§ ACTION ITEM: Could you write out each entry exactly as it reads?

§ SOURCE MATERIAL:
//! # Value Mapping Module
//!
//! Converts normalized stick positions (-1.0 to 1.0) into PWM-style channel
//! values (0-255, 128 = neutral).
//!
//! ## Direction Convention
//!
//! Stick up reports a negative value and maps into the upper half of the
//! output range; stick down maps into the lower half:
//!
//! | Axis value | Channel value |
//! |------------|---------------|
//! | -1.0 | 255 |
//! | 0.0 | 128 |
//! | 1.0 | 0 |
//!
//! ## Deadzone
//!
//! Inside the deadzone the neutral value is returned. Outside it the mapping
//! pivots at 0.0, not at the deadzone edge, so the first value past the edge
//! is a few steps away from 128 rather than exactly 128.
//!
//! ```
//! use rover_link::rover::mapping::corrected_analog;
//!
//! assert_eq!(corrected_analog(0.05, 0.1), 128);
//! assert_eq!(corrected_analog(-0.5, 0.1), 191);
//! assert_eq!(corrected_analog(1.0, 0.1), 0);
//! ```

use super::packet::ChannelValue;

/// Neutral channel value (stick centered, claw idle).
pub const NEUTRAL: ChannelValue = 128;

/// Lowest channel value.
pub const CHANNEL_MIN: ChannelValue = 0;

/// Highest channel value.
pub const CHANNEL_MAX: ChannelValue = 255;

/// Linearly maps `value` from `[in_min, in_max]` to `[out_min, out_max]`.
///
/// The result is truncated toward zero. No clamping is applied, so values
/// outside the input range map outside the output range.
///
/// `in_min` must differ from `in_max`.
///
/// # Examples
///
/// ```
/// use rover_link::rover::mapping::linear_map;
///
/// assert_eq!(linear_map(0.0, -1.0, 0.0, 255.0, 128.0), 128);
/// assert_eq!(linear_map(-1.0, -1.0, 0.0, 255.0, 128.0), 255);
/// assert_eq!(linear_map(1.0, 0.0, 1.0, 128.0, 0.0), 0);
/// ```
#[must_use]
pub fn linear_map(value: f64, in_min: f64, in_max: f64, out_min: f64, out_max: f64) -> i32 {
    debug_assert!(in_min != in_max, "input range must not be empty");
    (out_min + (value - in_min) * (out_max - out_min) / (in_max - in_min)) as i32
}

/// Maps a stick position to a channel value, returning [`NEUTRAL`] when
/// `|axis| < deadzone`.
#[must_use]
pub fn corrected_analog(axis: f64, deadzone: f64) -> ChannelValue {
    if axis.abs() < deadzone {
        NEUTRAL
    } else if axis < 0.0 {
        to_channel(linear_map(axis, -1.0, 0.0, 255.0, 128.0))
    } else {
        to_channel(linear_map(axis, 0.0, 1.0, 128.0, 0.0))
    }
}

/// Like [`corrected_analog`], but only maps when `|axis| > deadzone`.
///
/// The arm joints use this stricter gate, so an axis sitting exactly on the
/// deadzone edge still reads as neutral.
#[must_use]
pub fn gated_analog(axis: f64, deadzone: f64) -> ChannelValue {
    if axis.abs() > deadzone {
        corrected_analog(axis, deadzone)
    } else {
        NEUTRAL
    }
}

/// Narrows a mapped integer into the channel range.
#[inline]
#[must_use]
pub fn to_channel(value: i32) -> ChannelValue {
    value.clamp(i32::from(CHANNEL_MIN), i32::from(CHANNEL_MAX)) as ChannelValue
}

#[cfg(test)]
mod tests {
    use super::*;

    const DEADZONE: f64 = 0.1;

    // ==================== linear_map Tests ====================

    #[test]
    fn test_linear_map_reference_points() {
        assert_eq!(linear_map(0.0, -1.0, 0.0, 255.0, 128.0), 128);
        assert_eq!(linear_map(-1.0, -1.0, 0.0, 255.0, 128.0), 255);
        assert_eq!(linear_map(1.0, 0.0, 1.0, 128.0, 0.0), 0);
    }

    #[test]
    fn test_linear_map_truncates() {
        // 0 + 0.5 * 255 / 2 = 63.75
        assert_eq!(linear_map(-0.5, -1.0, 1.0, 0.0, 255.0), 63);
        // 128 + 0.3 * -128 = 89.6
        assert_eq!(linear_map(0.3, 0.0, 1.0, 128.0, 0.0), 89);
    }

    #[test]
    fn test_linear_map_truncates_toward_zero() {
        // -0.5 * 3 = -1.5 truncates to -1, not -2
        assert_eq!(linear_map(-0.5, 0.0, 1.0, 0.0, 3.0), -1);
    }

    #[test]
    fn test_linear_map_does_not_clamp() {
        assert_eq!(linear_map(2.0, 0.0, 1.0, 0.0, 100.0), 200);
        assert_eq!(linear_map(-1.0, 0.0, 1.0, 0.0, 100.0), -100);
    }

    // ==================== corrected_analog Tests ====================

    #[test]
    fn test_corrected_analog_inside_deadzone() {
        for x in [0.0, 0.05, -0.05, 0.099, -0.099] {
            assert_eq!(corrected_analog(x, DEADZONE), NEUTRAL, "x = {}", x);
        }
    }

    #[test]
    fn test_corrected_analog_full_deflection() {
        assert_eq!(corrected_analog(-1.0, DEADZONE), 255);
        assert_eq!(corrected_analog(1.0, DEADZONE), 0);
    }

    #[test]
    fn test_corrected_analog_half_up() {
        // 255 + 0.5 * (128 - 255) = 191.5
        assert_eq!(corrected_analog(-0.5, DEADZONE), 191);
    }

    #[test]
    fn test_corrected_analog_half_down() {
        // 128 - 0.5 * 128 = 64
        assert_eq!(corrected_analog(0.5, DEADZONE), 64);
    }

    #[test]
    fn test_corrected_analog_jumps_at_deadzone_edge() {
        // Pivot is 0.0, so the edge value is not neutral
        assert_eq!(corrected_analog(0.1, DEADZONE), 115);
        assert_eq!(corrected_analog(-0.1, DEADZONE), 140);
    }

    #[test]
    fn test_corrected_analog_zero_deadzone() {
        assert_eq!(corrected_analog(0.0, 0.0), 128);
    }

    #[test]
    fn test_corrected_analog_out_of_range_input_clamped() {
        assert_eq!(corrected_analog(-1.5, DEADZONE), CHANNEL_MAX);
        assert_eq!(corrected_analog(1.5, DEADZONE), CHANNEL_MIN);
    }

    // ==================== gated_analog Tests ====================

    #[test]
    fn test_gated_analog_edge_is_neutral() {
        assert_eq!(gated_analog(0.1, DEADZONE), NEUTRAL);
        assert_eq!(gated_analog(-0.1, DEADZONE), NEUTRAL);
    }

    #[test]
    fn test_gated_analog_matches_corrected_outside_deadzone() {
        for x in [-1.0, -0.5, -0.11, 0.11, 0.5, 1.0] {
            assert_eq!(gated_analog(x, DEADZONE), corrected_analog(x, DEADZONE));
        }
    }

    // ==================== to_channel Tests ====================

    #[test]
    fn test_to_channel() {
        assert_eq!(to_channel(-3), 0);
        assert_eq!(to_channel(128), 128);
        assert_eq!(to_channel(300), 255);
    }
}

§ TASK OUTPUT:
//! # Value Mapping Module
//!
//! Converts normalized stick positions (-1.0 to 1.0) into PWM-style channel
//! values (0-255, 128 = neutral).
//!
//! ## Direction Convention
//!
//! Stick up reports a negative value and maps into the upper half of the
//! output range; stick down maps into the lower half:
//!
//! | Axis value | Channel value |
//! |------------|---------------|
//! | -1.0 | 255 |
//! | 0.0 | 128 |
//! | 1.0 | 0 |
//!
//! ## Deadzone
//!
//! Inside the deadzone the neutral value is returned. Outside it the mapping
//! pivots at 0.0, not at the deadzone edge, so the first value past the edge
//! is a few steps away from 128 rather than exactly 128.
//!
//! ```
//! use rover_link::rover::mapping::corrected_analog;
//!
//! assert_eq!(corrected_analog(0.05, 0.1), 128);
//! assert_eq!(corrected_analog(-0.5, 0.1), 191);
//! assert_eq!(corrected_analog(1.0, 0.1), 0);
//! ```

use super::packet::ChannelValue;

/// Neutral channel value (stick centered, claw idle).
pub const NEUTRAL: ChannelValue = 128;

/// Lowest channel value.
pub const CHANNEL_MIN: ChannelValue = 0;

/// Highest channel value.
pub const CHANNEL_MAX: ChannelValue = 255;

/// Linearly maps `value` from `[in_min, in_max]` to `[out_min, out_max]`.
///
/// The result is truncated toward zero. No clamping is applied, so values
/// outside the input range map outside the output range.
///
/// `in_min` must differ from `in_max`.
///
/// # Examples
///
/// ```
/// use rover_link::rover::mapping::linear_map;
///
/// assert_eq!(linear_map(0.0, -1.0, 0.0, 255.0, 128.0), 128);
/// assert_eq!(linear_map(-1.0, -1.0, 0.0, 255.0, 128.0), 255);
/// assert_eq!(linear_map(1.0, 0.0, 1.0, 128.0, 0.0), 0);
/// ```
#[must_use]
pub fn linear_map(value: f64, in_min: f64, in_max: f64, out_min: f64, out_max: f64) -> i32 {
    debug_assert!(in_min != in_max, "input range must not be empty");
    (out_min + (value - in_min) * (out_max - out_min) / (in_max - in_min)) as i32
}

/// Maps a stick position to a channel value, returning [`NEUTRAL`] when
/// `|axis| < deadzone`.
#[must_use]
pub fn corrected_analog(axis: f64, deadzone: f64) -> ChannelValue {
    if axis.abs() < deadzone {
        NEUTRAL
    } else if axis < 0.0 {
        to_channel(linear_map(axis, -1.0, 0.0, 255.0, 128.0))
    } else {
        to_channel(linear_map(axis, 0.0, 1.0, 128.0, 0.0))
    }
}

/// Like [`corrected_analog`], but only maps when `|axis| > deadzone`.
///
/// The arm joints use this stricter gate, so an axis sitting exactly on the
/// deadzone edge still reads as neutral.
#[must_use]
pub fn gated_analog(axis: f64, deadzone: f64) -> ChannelValue {
    if axis.abs() > deadzone {
        corrected_analog(axis, deadzone)
    } else {
        NEUTRAL
    }
}

/// Narrows a mapped integer into the channel range.
#[inline]
#[must_use]
pub fn to_channel(value: i32) -> ChannelValue {
    value.clamp(i32::from(CHANNEL_MIN), i32::from(CHANNEL_MAX)) as ChannelValue
}

#[cfg(test)]
mod tests {
    use super::*;

    const DEADZONE: f64 = 0.1;

    // ==================== linear_map Tests ====================

    #[test]
    fn test_linear_map_reference_points() {
        assert_eq!(linear_map(0.0, -1.0, 0.0, 255.0, 128.0), 128);
        assert_eq!(linear_map(-1.0, -1.0, 0.0, 255.0, 128.0), 255);
        assert_eq!(linear_map(1.0, 0.0, 1.0, 128.0, 0.0), 0);
    }

    #[test]
    fn test_linear_map_truncates() {
        // 0 + 0.5 * 255 / 2 = 63.75
        assert_eq!(linear_map(-0.5, -1.0, 1.0, 0.0, 255.0), 63);
        // 128 + 0.3 * -128 = 89.6
        assert_eq!(linear_map(0.3, 0.0, 1.0, 128.0, 0.0), 89);
    }

    #[test]
    fn test_linear_map_truncates_toward_zero() {
        // -0.5 * 3 = -1.5 truncates to -1, not -2
        assert_eq!(linear_map(-0.5, 0.0, 1.0, 0.0, 3.0), -1);
    }

    #[test]
    fn test_linear_map_does_not_clamp() {
        assert_eq!(linear_map(2.0, 0.0, 1.0, 0.0, 100.0), 200);
        assert_eq!(linear_map(-1.0, 0.0, 1.0, 0.0, 100.0), -100);
    }

    // ==================== corrected_analog Tests ====================

    #[test]
    fn test_corrected_analog_inside_deadzone() {
        for x in [0.0, 0.05, -0.05, 0.099, -0.099] {
            assert_eq!(corrected_analog(x, DEADZONE), NEUTRAL, "x = {}", x);
        }
    }

    #[test]
    fn test_corrected_analog_full_deflection() {
        assert_eq!(corrected_analog(-1.0, DEADZONE), 255);
        assert_eq!(corrected_analog(1.0, DEADZONE), 0);
    }

    #[test]
    fn test_corrected_analog_half_up() {
        // 255 + 0.5 * (128 - 255) = 191.5
        assert_eq!(corrected_analog(-0.5, DEADZONE), 191);
    }

    #[test]
    fn test_corrected_analog_half_down() {
        // 128 - 0.5 * 128 = 64
        assert_eq!(corrected_analog(0.5, DEADZONE), 64);
    }

    #[test]
    fn test_corrected_analog_jumps_at_deadzone_edge() {
        // Pivot is 0.0, so the edge value is not neutral
        assert_eq!(corrected_analog(0.1, DEADZONE), 115);
        assert_eq!(corrected_analog(-0.1, DEADZONE), 140);
    }

    #[test]
    fn test_corrected_analog_zero_deadzone() {
        assert_eq!(corrected_analog(0.0, 0.0), 128);
    }

    #[test]
    fn test_corrected_analog_out_of_range_input_clamped() {
        assert_eq!(corrected_analog(-1.5, DEADZONE), CHANNEL_MAX);
        assert_eq!(corrected_analog(1.5, DEADZONE), CHANNEL_MIN);
    }

    // ==================== gated_analog Tests ====================

    #[test]
    fn test_gated_analog_edge_is_neutral() {
        assert_eq!(gated_analog(0.1, DEADZONE), NEUTRAL);
        assert_eq!(gated_analog(-0.1, DEADZONE), NEUTRAL);
    }

    #[test]
    fn test_gated_analog_matches_corrected_outside_deadzone() {
        for x in [-1.0, -0.5, -0.11, 0.11, 0.5, 1.0] {
            assert_eq!(gated_analog(x, DEADZONE), corrected_analog(x, DEADZONE));
        }
    }

    // ==================== to_channel Tests ====================

    #[test]
    fn test_to_channel() {
        assert_eq!(to_channel(-3), 0);
        assert_eq!(to_channel(128), 128);
        assert_eq!(to_channel(300), 255);
    }
}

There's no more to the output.